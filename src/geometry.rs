//! Angle, distance, and bearing math over triangle vertices.
//!
//! All functions are pure and operate on world-space points. Degenerate
//! input (coincident points) yields `NaN` angles rather than an error; the
//! display layer decides how to present an undefined angle.

#[cfg(test)]
#[path = "geometry_test.rs"]
mod geometry_test;

use crate::camera::Point;

/// The three interior angles of a triangle, in degrees, one per vertex in
/// input order. Sums to 180° (within floating tolerance) for any
/// non-degenerate triangle.
#[derive(Debug, Clone, Copy, PartialEq)]
pub struct AngleSet {
    pub at_p1: f64,
    pub at_p2: f64,
    pub at_p3: f64,
}

/// Euclidean distance between two points.
#[must_use]
pub fn distance(a: Point, b: Point) -> f64 {
    let dx = b.x - a.x;
    let dy = b.y - a.y;
    dx.hypot(dy)
}

/// Interior angle at `vertex` formed by the edges toward `a` and `b`,
/// in degrees. Symmetric in `a` and `b`.
///
/// Returns `NaN` when either edge vector has zero length (the vertex
/// coincides with another point) — callers treat `NaN` as "undefined angle".
/// The `acos` argument is clamped to `[-1, 1]` so floating-point overshoot
/// on near-collinear input cannot produce a spurious `NaN`.
#[must_use]
pub fn angle_at_vertex(vertex: Point, a: Point, b: Point) -> f64 {
    let v1 = Point::new(a.x - vertex.x, a.y - vertex.y);
    let v2 = Point::new(b.x - vertex.x, b.y - vertex.y);

    let dot = v1.x * v2.x + v1.y * v2.y;
    let mag1 = v1.x.hypot(v1.y);
    let mag2 = v2.x.hypot(v2.y);
    if mag1 == 0.0 || mag2 == 0.0 {
        return f64::NAN;
    }

    let cos = (dot / (mag1 * mag2)).clamp(-1.0, 1.0);
    cos.acos().to_degrees()
}

/// All three interior angles of the triangle `p1 p2 p3`.
#[must_use]
pub fn triangle_angles(p1: Point, p2: Point, p3: Point) -> AngleSet {
    AngleSet {
        at_p1: angle_at_vertex(p1, p2, p3),
        at_p2: angle_at_vertex(p2, p1, p3),
        at_p3: angle_at_vertex(p3, p1, p2),
    }
}

/// Raw bearing of the vector from `vertex` to `point`, in radians in
/// `(-π, π]`. This is the arc-sweep input, not the interior angle.
#[must_use]
pub fn vector_angle(vertex: Point, point: Point) -> f64 {
    (point.y - vertex.y).atan2(point.x - vertex.x)
}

------------

▶ **Brief**: Gather every line from the entries above where the word "acos" appears, and copy them.

▶ **Output**:
/// The `acos` argument is clamped to `[-1, 1]` so floating-point overshoot
    cos.acos().to_degrees()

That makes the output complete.